The host never runs npx directly; four MCP tools own the lifecycle (search → [y/N] gate → install → load), and search returns the Skills CLI output verbatim, so there's no parser to drift. Node.js is required; if npx is missing the tool returns an actionable error rather than elevating. Any machine-level install the external skill suggests is translated to sumo-qa's repo-pinned, CI-reproducible standard, and sumo-qa keeps its confirmation gates, test evidence, and risk-to-test mapping.

Support

Filing a clear issue gets it fixed faster.
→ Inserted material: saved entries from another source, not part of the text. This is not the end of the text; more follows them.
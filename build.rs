use std::env;
use std::fs;
use std::path::Path;

/// Claves que `AppConfig::from_env` lee con `option_env!`
const CONFIG_KEYS: &[&str] = &[
    "DATA_URL",
    "MAP_CENTER_LAT",
    "MAP_CENTER_LNG",
    "MAP_ZOOM",
    "HEAT_WINDOW_HOURS",
    "HEAT_RADIUS",
    "HEAT_BLUR",
    "HEAT_MAX_ZOOM",
    "UNDO_WINDOW_MS",
    "EXPORT_FILE_NAME",
    "ENABLE_LOGGING",
];

fn main() {
    println!("cargo:rerun-if-changed=build.rs");
    println!("cargo:rerun-if-changed=.env");
    for key in CONFIG_KEYS {
        println!("cargo:rerun-if-env-changed={}", key);
    }

    let env_file = Path::new(".env");
    let Ok(contents) = fs::read_to_string(env_file) else {
        // Sin .env se usan los valores por defecto de AppConfig
        return;
    };

    for line in contents.lines() {
        let line = line.trim();
        if line.is_empty() || line.starts_with('#') {
            continue;
        }

        let Some((key, value)) = line.split_once('=') else {
            println!("cargo:warning=Línea ignorada en .env: {}", line);
            continue;
        };
        let key = key.trim();
        let value = value.trim().trim_matches('"');

        if !CONFIG_KEYS.contains(&key) {
            println!("cargo:warning=Clave desconocida en .env: {}", key);
            continue;
        }

        // Una variable del entorno real tiene prioridad sobre .env
        if env::var(key).is_err() {
            println!("cargo:rustc-env={}={}", key, value);
        }
    }
}
// ============================================================================
// STATE MODULE - State Management con Rc<RefCell> + notificaciones
// ============================================================================

pub mod undo_window;
pub mod app_state;

pub use undo_window::*;
pub use app_state::*;
use serde::{Deserialize, Serialize};

/// Puesto de comida del festival (datos estáticos de data.json)
#[derive(Clone, Debug, PartialEq, Serialize, Deserialize)]
#[serde(rename_all = "camelCase")]
pub struct Stall {
    pub id: String,
    pub name: String,
    pub coords: [f64; 2], // [lat, lng]
    #[serde(default)]
    pub food_type: String,
    #[serde(default)]
    pub energy: String,
    pub co2_per_meal_kg: f64,
    #[serde(default)]
    pub organic_pct: f64,
    #[serde(default)]
    pub local_pct: f64,
    #[serde(default)]
    pub food_waste_pct: f64,
    #[serde(default)]
    pub donates_surplus: bool,
    #[serde(default)]
    pub waste_fractions: Vec<String>,
    // Contador de sesión: nunca se escribe de vuelta al dataset
    #[serde(default)]
    pub likes: u32,
}

impl Stall {
    pub fn meets_co2_goal(&self, goal_kg: f64) -> bool {
        self.co2_per_meal_kg <= goal_kg
    }
}

#[derive(Clone, Debug, PartialEq, Serialize, Deserialize)]
#[serde(rename_all = "camelCase")]
pub struct DatasetMeta {
    pub co2_goal_per_meal_kg: f64,
}

/// Contenido completo de data.json
#[derive(Clone, Debug, PartialEq, Serialize, Deserialize)]
pub struct Dataset {
    pub meta: DatasetMeta,
    #[serde(default)]
    pub stalls: Vec<Stall>,
}

impl Dataset {
    pub fn stall(&self, id: &str) -> Option<&Stall> {
        self.stalls.iter().find(|s| s.id == id)
    }

    pub fn stall_mut(&mut self, id: &str) -> Option<&mut Stall> {
        self.stalls.iter_mut().find(|s| s.id == id)
    }

    pub fn co2_goal(&self) -> f64 {
        self.meta.co2_goal_per_meal_kg
    }
}

#[cfg(test)]
mod tests {
    use super::*;

    const SAMPLE: &str = r#"{
        "meta": { "co2GoalPerMealKg": 1.5 },
        "stalls": [
            {
                "id": "s1",
                "name": "Grøn Grill",
                "coords": [55.6181, 12.0790],
                "foodType": "Vegetar",
                "energy": "Biogas",
                "co2PerMealKg": 0.9,
                "organicPct": 80,
                "localPct": 65,
                "foodWastePct": 4,
                "donatesSurplus": true,
                "wasteFractions": ["Mad", "Pap"],
                "likes": 12
            },
            {
                "id": "s2",
                "name": "Burger Bod",
                "coords": [55.6170, 12.0770],
                "co2PerMealKg": 2.4
            }
        ]
    }"#;

    #[test]
    fn test_dataset_parses_camel_case_and_defaults() {
        let dataset: Dataset = serde_json::from_str(SAMPLE).unwrap();
        assert_eq!(dataset.co2_goal(), 1.5);
        assert_eq!(dataset.stalls.len(), 2);

        let grill = dataset.stall("s1").unwrap();
        assert_eq!(grill.food_type, "Vegetar");
        assert_eq!(grill.waste_fractions, vec!["Mad", "Pap"]);
        assert_eq!(grill.likes, 12);
        assert!(grill.meets_co2_goal(dataset.co2_goal()));

        let burger = dataset.stall("s2").unwrap();
        assert!(burger.waste_fractions.is_empty());
        assert_eq!(burger.likes, 0);
        assert!(!burger.meets_co2_goal(dataset.co2_goal()));
    }

    #[test]
    fn test_unknown_stall_lookup() {
        let mut dataset: Dataset = serde_json::from_str(SAMPLE).unwrap();
        assert!(dataset.stall("nope").is_none());
        assert!(dataset.stall_mut("nope").is_none());
    }
}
Pick the template that matches the problem:

Symptom Template
pip install / sumo-qa-install failed, or first-run setup is broken Install / setup problem
Install worked, but the host (Claude Code, VS Code + Copilot, JetBrains, Cursor, …) does not surface tools or skills correctly Host compatibility problem
The wrong sumo-qa skill ran for a prompt (or none ran when one should have) Skill routed wrong
A skill ran, but its QA output was generic, wrong, or missed something QA output quality issue
You want a new workflow, skill, or host integration Feature / workflow request
Reproducible defect that does not fit the above Bug report

License

Apache 2.0. See NOTICE for attribution requirements that apply to forks and redistributors.

More docs

  • AGENTS.md: AI-agent bootstrap and per-host setup
  • docs/ARCHITECTURE.md: three layers, host delivery, knowledge authority
  • docs/SKILLS.md: every skill with its Iron Law
  • docs/TOOLS.md: every MCP entry point
  • docs/INSTALL.md: per-host install detail and troubleshooting
  • docs/CONTENT-FORMATS.md: schemas + worked examples for adding team standards, knowledge, change rules, and test data (incl. swapping ISTQB out)
  • docs/CONFIGURATION.md: env vars
  • docs/DEVELOPMENT.md: local dev
  • docs/TEST-DATA.md: known-good test-data catalogue
  • docs/REPO-MAP.md: QA-native repo-map artifact under .sumo-qa/: schema, scanner, and the scan / diff-impact / query tools that consume it (issues #155, #156)
  • docs/RISK-LEDGER.md: risk-to-test traceability ledger: the structured appendix to the markdown-first verdict, its row schema and evidence-status vocabulary, and when not to use it (issue #144)
  • docs/SCORECARD.md: QA readiness scorecard: composes the risk ledger + context bundle + optional coverage/mutation into a derived readiness recommendation (ready / blocked / insufficient_evidence / ready-with-accepted-residuals): an evidence summary, not a predictive quality score (issue #151)
  • docs/EXPORT.md: deterministic export of already-structured QA test cases to versioned JSON, a markdown table, or (flat-only) CSV: the case schema, the format set, the side-effect-free contract, and the import-mapping caveat (issue #148)
  • docs/QA-REPORT.md: local QA report: the static .sumo-qa/qa-report.html page composed from the persisted artifacts, the four honest artifact states, and a readiness verdict derived by the #151 QaScorecard engine (issue #157)
  • docs/PERSONA.md: optional Sumo-sensei voice (off by default)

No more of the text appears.